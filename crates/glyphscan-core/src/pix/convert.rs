//! Depth conversion
//!
//! Decoded glyphs and pages arrive as 8 bpp gray or 32 bpp RGB(A) and are
//! reduced to 1 bpp before matching:
//!
//! - [`Pix::convert_to_gray`]: any depth to 8 bpp luminance
//! - [`Pix::threshold_to_binary`]: 8 bpp to 1 bpp
//! - [`Pix::convert_to_binary`]: any depth to 1 bpp

use super::{Pix, PixMut, PixelDepth};
use crate::color;
use crate::error::{Error, Result};

/// Perceptual luminance weights (red, green, blue).
pub const L_RED_WEIGHT: f32 = 0.3;
pub const L_GREEN_WEIGHT: f32 = 0.5;
pub const L_BLUE_WEIGHT: f32 = 0.2;

/// Default binarization threshold: gray values below it become foreground.
pub const DEFAULT_BINARIZE_THRESHOLD: u8 = 128;

impl Pix {
    /// Convert to 8 bpp grayscale.
    ///
    /// - 1 bpp: foreground becomes 0 (black), background 255 (white)
    /// - 8 bpp: returned as a shared clone
    /// - 32 bpp: luminance `0.3R + 0.5G + 0.2B`; with 4 samples per pixel the
    ///   color is first composited over a white background, so transparent
    ///   areas of a glyph image read as paper
    pub fn convert_to_gray(&self) -> Result<Pix> {
        match self.depth() {
            PixelDepth::Bit8 => Ok(self.clone()),
            PixelDepth::Bit1 => {
                let (w, h) = (self.width(), self.height());
                let mut gray = PixMut::new(w, h, PixelDepth::Bit8)?;
                for y in 0..h {
                    for x in 0..w {
                        let val = if self.get_pixel_unchecked(x, y) != 0 { 0 } else { 255 };
                        gray.set_pixel_unchecked(x, y, val);
                    }
                }
                Ok(gray.into())
            }
            PixelDepth::Bit32 => {
                let (w, h) = (self.width(), self.height());
                let has_alpha = self.spp() == 4;
                let mut gray = PixMut::new(w, h, PixelDepth::Bit8)?;
                for y in 0..h {
                    for x in 0..w {
                        let (r, g, b, a) = color::extract_rgba(self.get_pixel_unchecked(x, y));
                        let lum = L_RED_WEIGHT * r as f32
                            + L_GREEN_WEIGHT * g as f32
                            + L_BLUE_WEIGHT * b as f32;
                        let lum = if has_alpha {
                            let alpha = a as f32 / 255.0;
                            lum * alpha + 255.0 * (1.0 - alpha)
                        } else {
                            lum
                        };
                        gray.set_pixel_unchecked(x, y, ((lum + 0.5) as u32).min(255));
                    }
                }
                Ok(gray.into())
            }
        }
    }

    /// Threshold an 8 bpp image to 1 bpp.
    ///
    /// Pixels with a value strictly below `threshold` become foreground (1).
    ///
    /// # Errors
    ///
    /// Returns [`Error::UnsupportedDepth`] if the image is not 8 bpp.
    pub fn threshold_to_binary(&self, threshold: u8) -> Result<Pix> {
        if self.depth() != PixelDepth::Bit8 {
            return Err(Error::UnsupportedDepth(self.depth().bits()));
        }
        let (w, h) = (self.width(), self.height());
        let mut binary = PixMut::new(w, h, PixelDepth::Bit1)?;
        let thresh = u32::from(threshold);
        for y in 0..h {
            for x in 0..w {
                if self.get_pixel_unchecked(x, y) < thresh {
                    binary.set_pixel_unchecked(x, y, 1);
                }
            }
        }
        Ok(binary.into())
    }

    /// Convert an image of any depth to 1 bpp.
    ///
    /// A 1 bpp input is returned as a shared clone; other depths go through
    /// [`Pix::convert_to_gray`] and [`Pix::threshold_to_binary`].
    pub fn convert_to_binary(&self, threshold: u8) -> Result<Pix> {
        match self.depth() {
            PixelDepth::Bit1 => Ok(self.clone()),
            _ => self.convert_to_gray()?.threshold_to_binary(threshold),
        }
    }
}
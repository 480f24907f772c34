//! PNG image format support
//!
//! Decoding normalizes every PNG flavor to one of two depths:
//!
//! - grayscale (any bit depth) becomes 8 bpp
//! - palette, RGB and anything carrying alpha becomes 32 bpp, with
//!   `spp == 4` when an alpha channel is present
//!
//! 1 bpp images are written as 1-bit grayscale with foreground (1) stored
//! as black, so a binarized page opens the right way round in a viewer.

use crate::{IoError, IoResult};
use glyphscan_core::{Pix, PixMut, PixelDepth, color};
use png::{BitDepth, ColorType, Decoder, Encoder, Transformations};
use std::io::{BufRead, Seek, Write};

/// Read a PNG image
pub fn read_png<R: BufRead + Seek>(reader: R) -> IoResult<Pix> {
    let mut decoder = Decoder::new(reader);
    decoder.set_transformations(Transformations::EXPAND | Transformations::STRIP_16);
    let mut reader = decoder
        .read_info()
        .map_err(|e| IoError::DecodeError(format!("PNG decode error: {}", e)))?;

    let (width, height) = {
        let info = reader.info();
        (info.width, info.height)
    };
    let (color_type, bit_depth) = reader.output_color_type();
    if bit_depth != BitDepth::Eight {
        return Err(IoError::UnsupportedFormat(format!(
            "unsupported PNG output depth: {:?}",
            bit_depth
        )));
    }

    let (pix_depth, spp) = match color_type {
        ColorType::Grayscale => (PixelDepth::Bit8, 1),
        ColorType::GrayscaleAlpha => (PixelDepth::Bit32, 4),
        ColorType::Rgb => (PixelDepth::Bit32, 3),
        ColorType::Rgba => (PixelDepth::Bit32, 4),
        ColorType::Indexed => {
            return Err(IoError::UnsupportedFormat(
                "indexed PNG was not expanded".to_string(),
            ));
        }
    };

    let buf_size = reader
        .output_buffer_size()
        .ok_or_else(|| IoError::DecodeError("failed to get output buffer size".to_string()))?;
    let mut buf = vec![0; buf_size];
    let output_info = reader
        .next_frame(&mut buf)
        .map_err(|e| IoError::DecodeError(format!("PNG frame error: {}", e)))?;

    let mut pix_mut = PixMut::new(width, height, pix_depth)?;
    pix_mut.set_spp(spp);

    let bytes_per_row = output_info.line_size;
    let data = &buf[..output_info.buffer_size()];
    let samples = color_type.samples();
    if bytes_per_row < width as usize * samples {
        return Err(IoError::InvalidData(format!(
            "PNG row of {} bytes is too short for width {}",
            bytes_per_row, width
        )));
    }

    for y in 0..height {
        let row = &data[y as usize * bytes_per_row..][..width as usize * samples];
        for (x, px) in row.chunks_exact(samples).enumerate() {
            let val = match color_type {
                ColorType::Grayscale => u32::from(px[0]),
                ColorType::GrayscaleAlpha => color::compose_rgba(px[0], px[0], px[0], px[1]),
                ColorType::Rgb => color::compose_rgb(px[0], px[1], px[2]),
                _ => color::compose_rgba(px[0], px[1], px[2], px[3]),
            };
            pix_mut.set_pixel_unchecked(x as u32, y, val);
        }
    }

    Ok(pix_mut.into())
}

/// Write a PNG image
pub fn write_png<W: Write>(pix: &Pix, writer: W) -> IoResult<()> {
    let width = pix.width();
    let height = pix.height();

    let (color_type, bit_depth) = match pix.depth() {
        PixelDepth::Bit1 => (ColorType::Grayscale, BitDepth::One),
        PixelDepth::Bit8 => (ColorType::Grayscale, BitDepth::Eight),
        PixelDepth::Bit32 => {
            if pix.spp() == 4 {
                (ColorType::Rgba, BitDepth::Eight)
            } else {
                (ColorType::Rgb, BitDepth::Eight)
            }
        }
    };

    let mut encoder = Encoder::new(writer, width, height);
    encoder.set_color(color_type);
    encoder.set_depth(bit_depth);

    let mut writer = encoder
        .write_header()
        .map_err(|e| IoError::EncodeError(format!("PNG header error: {}", e)))?;

    let bytes_per_row = match (color_type, bit_depth) {
        (ColorType::Grayscale, BitDepth::One) => width.div_ceil(8),
        (ColorType::Rgb, _) => width * 3,
        (ColorType::Rgba, _) => width * 4,
        _ => width,
    } as usize;

    let mut data = vec![0u8; bytes_per_row * height as usize];

    for y in 0..height {
        let row = &mut data[y as usize * bytes_per_row..][..bytes_per_row];
        match (color_type, bit_depth) {
            (ColorType::Grayscale, BitDepth::One) => {
                // background pixels are white (bit set)
                for x in 0..width {
                    if pix.get_pixel_unchecked(x, y) == 0 {
                        row[(x / 8) as usize] |= 0x80 >> (x % 8);
                    }
                }
            }
            (ColorType::Rgb, _) => {
                for x in 0..width {
                    let (r, g, b) = color::extract_rgb(pix.get_pixel_unchecked(x, y));
                    let idx = x as usize * 3;
                    row[idx..idx + 3].copy_from_slice(&[r, g, b]);
                }
            }
            (ColorType::Rgba, _) => {
                for x in 0..width {
                    let (r, g, b, a) = color::extract_rgba(pix.get_pixel_unchecked(x, y));
                    let idx = x as usize * 4;
                    row[idx..idx + 4].copy_from_slice(&[r, g, b, a]);
                }
            }
            _ => {
                for x in 0..width {
                    row[x as usize] = pix.get_pixel_unchecked(x, y) as u8;
                }
            }
        }
    }

    writer
        .write_image_data(&data)
        .map_err(|e| IoError::EncodeError(format!("PNG write error: {}", e)))?;

    Ok(())
}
........
* _Task details_: Only lines holding "IoResult" are wanted; copy all of them from the listing.

* _Problem solution_:
use crate::{IoError, IoResult};
pub fn read_png<R: BufRead + Seek>(reader: R) -> IoResult<Pix> {
pub fn write_png<W: Write>(pix: &Pix, writer: W) -> IoResult<()> {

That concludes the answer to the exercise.